(Saved entries)

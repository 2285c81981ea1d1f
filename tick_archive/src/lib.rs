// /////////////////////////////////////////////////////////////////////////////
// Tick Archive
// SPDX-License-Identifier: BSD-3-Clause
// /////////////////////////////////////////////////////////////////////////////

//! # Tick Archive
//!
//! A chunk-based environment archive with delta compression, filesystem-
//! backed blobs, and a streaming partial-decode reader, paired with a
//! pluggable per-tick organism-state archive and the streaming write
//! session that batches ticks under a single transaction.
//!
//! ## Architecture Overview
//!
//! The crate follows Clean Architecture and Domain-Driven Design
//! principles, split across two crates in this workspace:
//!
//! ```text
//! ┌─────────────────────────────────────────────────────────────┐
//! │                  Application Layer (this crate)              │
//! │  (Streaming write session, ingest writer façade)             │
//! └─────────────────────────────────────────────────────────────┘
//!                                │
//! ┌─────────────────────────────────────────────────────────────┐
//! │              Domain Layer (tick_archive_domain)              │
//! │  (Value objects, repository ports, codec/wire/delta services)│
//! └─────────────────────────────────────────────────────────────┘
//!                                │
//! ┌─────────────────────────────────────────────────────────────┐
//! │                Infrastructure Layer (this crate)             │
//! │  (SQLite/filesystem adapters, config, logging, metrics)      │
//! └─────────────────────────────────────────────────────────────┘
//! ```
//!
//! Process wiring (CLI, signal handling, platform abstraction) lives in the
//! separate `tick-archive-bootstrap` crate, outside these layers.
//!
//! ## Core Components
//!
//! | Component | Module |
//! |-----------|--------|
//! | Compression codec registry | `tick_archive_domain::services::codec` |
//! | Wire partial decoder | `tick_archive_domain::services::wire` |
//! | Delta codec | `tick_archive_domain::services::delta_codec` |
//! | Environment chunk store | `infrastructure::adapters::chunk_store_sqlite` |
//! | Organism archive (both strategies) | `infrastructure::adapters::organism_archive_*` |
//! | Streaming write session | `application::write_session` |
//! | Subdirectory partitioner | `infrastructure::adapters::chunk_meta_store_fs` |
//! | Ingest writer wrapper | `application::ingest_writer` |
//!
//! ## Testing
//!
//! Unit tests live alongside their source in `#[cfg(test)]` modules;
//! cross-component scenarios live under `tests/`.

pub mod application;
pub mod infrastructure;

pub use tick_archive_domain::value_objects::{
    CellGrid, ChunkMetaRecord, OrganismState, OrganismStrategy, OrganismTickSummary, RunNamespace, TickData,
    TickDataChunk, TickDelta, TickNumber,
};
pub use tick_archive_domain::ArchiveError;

_Exercise instructions_
The lines above, starting at the one with "A chunk-based environment" and ending at the one with "the streaming write", are the only ones to return, exactly as written.

_Answer box_
//! A chunk-based environment archive with delta compression, filesystem-
//! backed blobs, and a streaming partial-decode reader, paired with a
//! pluggable per-tick organism-state archive and the streaming write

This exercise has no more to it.